(Instructions to follow): The records that follow must be repeated exactly as they stand.

Items listed in a dataset:

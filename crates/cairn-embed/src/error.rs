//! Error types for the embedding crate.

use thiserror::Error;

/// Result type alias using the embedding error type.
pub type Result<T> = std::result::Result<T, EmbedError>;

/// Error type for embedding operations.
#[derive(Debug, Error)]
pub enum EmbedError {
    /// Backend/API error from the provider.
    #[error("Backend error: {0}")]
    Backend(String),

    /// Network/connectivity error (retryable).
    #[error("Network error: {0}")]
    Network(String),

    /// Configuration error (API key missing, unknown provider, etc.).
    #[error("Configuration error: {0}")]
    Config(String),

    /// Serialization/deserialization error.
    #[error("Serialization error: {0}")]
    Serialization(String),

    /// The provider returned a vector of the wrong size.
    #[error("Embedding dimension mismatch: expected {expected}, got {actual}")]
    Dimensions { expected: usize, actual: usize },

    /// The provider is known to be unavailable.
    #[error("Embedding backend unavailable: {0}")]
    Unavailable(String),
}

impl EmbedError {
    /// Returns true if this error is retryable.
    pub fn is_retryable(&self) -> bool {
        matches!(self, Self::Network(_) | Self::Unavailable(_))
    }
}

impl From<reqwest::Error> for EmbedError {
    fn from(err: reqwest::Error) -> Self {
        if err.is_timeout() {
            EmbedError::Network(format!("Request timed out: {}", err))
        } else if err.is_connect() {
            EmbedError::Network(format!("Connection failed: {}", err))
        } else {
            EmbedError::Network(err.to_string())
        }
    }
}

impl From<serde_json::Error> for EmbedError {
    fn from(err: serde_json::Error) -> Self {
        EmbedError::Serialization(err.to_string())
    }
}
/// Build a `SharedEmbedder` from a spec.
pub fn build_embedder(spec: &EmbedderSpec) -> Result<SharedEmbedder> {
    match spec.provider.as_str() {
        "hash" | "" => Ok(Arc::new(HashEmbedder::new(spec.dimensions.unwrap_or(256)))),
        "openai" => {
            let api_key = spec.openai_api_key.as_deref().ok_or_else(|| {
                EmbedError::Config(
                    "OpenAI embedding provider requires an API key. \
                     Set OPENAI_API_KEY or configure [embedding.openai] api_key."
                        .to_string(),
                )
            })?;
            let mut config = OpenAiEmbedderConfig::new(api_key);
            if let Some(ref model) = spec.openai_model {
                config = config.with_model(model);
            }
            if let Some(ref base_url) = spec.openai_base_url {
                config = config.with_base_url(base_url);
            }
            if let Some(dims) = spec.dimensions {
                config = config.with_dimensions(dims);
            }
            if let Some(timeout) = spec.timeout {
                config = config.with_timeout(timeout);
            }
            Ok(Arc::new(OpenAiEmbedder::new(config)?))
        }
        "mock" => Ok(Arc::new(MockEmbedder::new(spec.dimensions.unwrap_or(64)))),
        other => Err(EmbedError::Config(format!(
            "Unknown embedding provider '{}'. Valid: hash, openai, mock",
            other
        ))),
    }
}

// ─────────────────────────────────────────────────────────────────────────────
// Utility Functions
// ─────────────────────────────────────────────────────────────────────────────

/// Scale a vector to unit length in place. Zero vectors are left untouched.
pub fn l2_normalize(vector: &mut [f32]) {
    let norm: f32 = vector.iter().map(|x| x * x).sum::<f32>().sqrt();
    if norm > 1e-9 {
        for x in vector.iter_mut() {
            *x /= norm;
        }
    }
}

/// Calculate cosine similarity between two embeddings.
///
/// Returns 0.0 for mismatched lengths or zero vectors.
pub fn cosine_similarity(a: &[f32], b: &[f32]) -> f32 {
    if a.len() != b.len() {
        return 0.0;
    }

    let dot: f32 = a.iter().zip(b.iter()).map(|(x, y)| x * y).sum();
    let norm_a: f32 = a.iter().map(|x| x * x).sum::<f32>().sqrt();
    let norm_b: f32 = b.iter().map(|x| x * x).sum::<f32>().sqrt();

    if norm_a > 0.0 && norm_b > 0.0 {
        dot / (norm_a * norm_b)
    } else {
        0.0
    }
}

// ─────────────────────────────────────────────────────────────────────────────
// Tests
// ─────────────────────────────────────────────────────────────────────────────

(Answer to the problem):
filename crates/cairn-embed/src/error.rs
//! Error types for the embedding crate.

use thiserror::Error;

/// Result type alias using the embedding error type.
pub type Result<T> = std::result::Result<T, EmbedError>;

/// Error type for embedding operations.
#[derive(Debug, Error)]
pub enum EmbedError {
    /// Backend/API error from the provider.
    #[error("Backend error: {0}")]
    Backend(String),

    /// Network/connectivity error (retryable).
    #[error("Network error: {0}")]
    Network(String),

    /// Configuration error (API key missing, unknown provider, etc.).
    #[error("Configuration error: {0}")]
    Config(String),

    /// Serialization/deserialization error.
    #[error("Serialization error: {0}")]
    Serialization(String),

    /// The provider returned a vector of the wrong size.
    #[error("Embedding dimension mismatch: expected {expected}, got {actual}")]
    Dimensions { expected: usize, actual: usize },

    /// The provider is known to be unavailable.
    #[error("Embedding backend unavailable: {0}")]
    Unavailable(String),
}

impl EmbedError {
    /// Returns true if this error is retryable.
    pub fn is_retryable(&self) -> bool {
        matches!(self, Self::Network(_) | Self::Unavailable(_))
    }
}

impl From<reqwest::Error> for EmbedError {
    fn from(err: reqwest::Error) -> Self {
        if err.is_timeout() {
            EmbedError::Network(format!("Request timed out: {}", err))
        } else if err.is_connect() {
            EmbedError::Network(format!("Connection failed: {}", err))
        } else {
            EmbedError::Network(err.to_string())
        }
    }
}

impl From<serde_json::Error> for EmbedError {
    fn from(err: serde_json::Error) -> Self {
        EmbedError::Serialization(err.to_string())
    }
}
/// Build a `SharedEmbedder` from a spec.
pub fn build_embedder(spec: &EmbedderSpec) -> Result<SharedEmbedder> {
    match spec.provider.as_str() {
        "hash" | "" => Ok(Arc::new(HashEmbedder::new(spec.dimensions.unwrap_or(256)))),
        "openai" => {
            let api_key = spec.openai_api_key.as_deref().ok_or_else(|| {
                EmbedError::Config(
                    "OpenAI embedding provider requires an API key. \
                     Set OPENAI_API_KEY or configure [embedding.openai] api_key."
                        .to_string(),
                )
            })?;
            let mut config = OpenAiEmbedderConfig::new(api_key);
            if let Some(ref model) = spec.openai_model {
                config = config.with_model(model);
            }
            if let Some(ref base_url) = spec.openai_base_url {
                config = config.with_base_url(base_url);
            }
            if let Some(dims) = spec.dimensions {
                config = config.with_dimensions(dims);
            }
            if let Some(timeout) = spec.timeout {
                config = config.with_timeout(timeout);
            }
            Ok(Arc::new(OpenAiEmbedder::new(config)?))
        }
        "mock" => Ok(Arc::new(MockEmbedder::new(spec.dimensions.unwrap_or(64)))),
        other => Err(EmbedError::Config(format!(
            "Unknown embedding provider '{}'. Valid: hash, openai, mock",
            other
        ))),
    }
}

// ─────────────────────────────────────────────────────────────────────────────
// Utility Functions
// ─────────────────────────────────────────────────────────────────────────────

/// Scale a vector to unit length in place. Zero vectors are left untouched.
pub fn l2_normalize(vector: &mut [f32]) {
    let norm: f32 = vector.iter().map(|x| x * x).sum::<f32>().sqrt();
    if norm > 1e-9 {
        for x in vector.iter_mut() {
            *x /= norm;
        }
    }
}

/// Calculate cosine similarity between two embeddings.
///
/// Returns 0.0 for mismatched lengths or zero vectors.
pub fn cosine_similarity(a: &[f32], b: &[f32]) -> f32 {
    if a.len() != b.len() {
        return 0.0;
    }

    let dot: f32 = a.iter().zip(b.iter()).map(|(x, y)| x * y).sum();
    let norm_a: f32 = a.iter().map(|x| x * x).sum::<f32>().sqrt();
    let norm_b: f32 = b.iter().map(|x| x * x).sum::<f32>().sqrt();

    if norm_a > 0.0 && norm_b > 0.0 {
        dot / (norm_a * norm_b)
    } else {
        0.0
    }
}

// ─────────────────────────────────────────────────────────────────────────────
// Tests
// ─────────────────────────────────────────────────────────────────────────────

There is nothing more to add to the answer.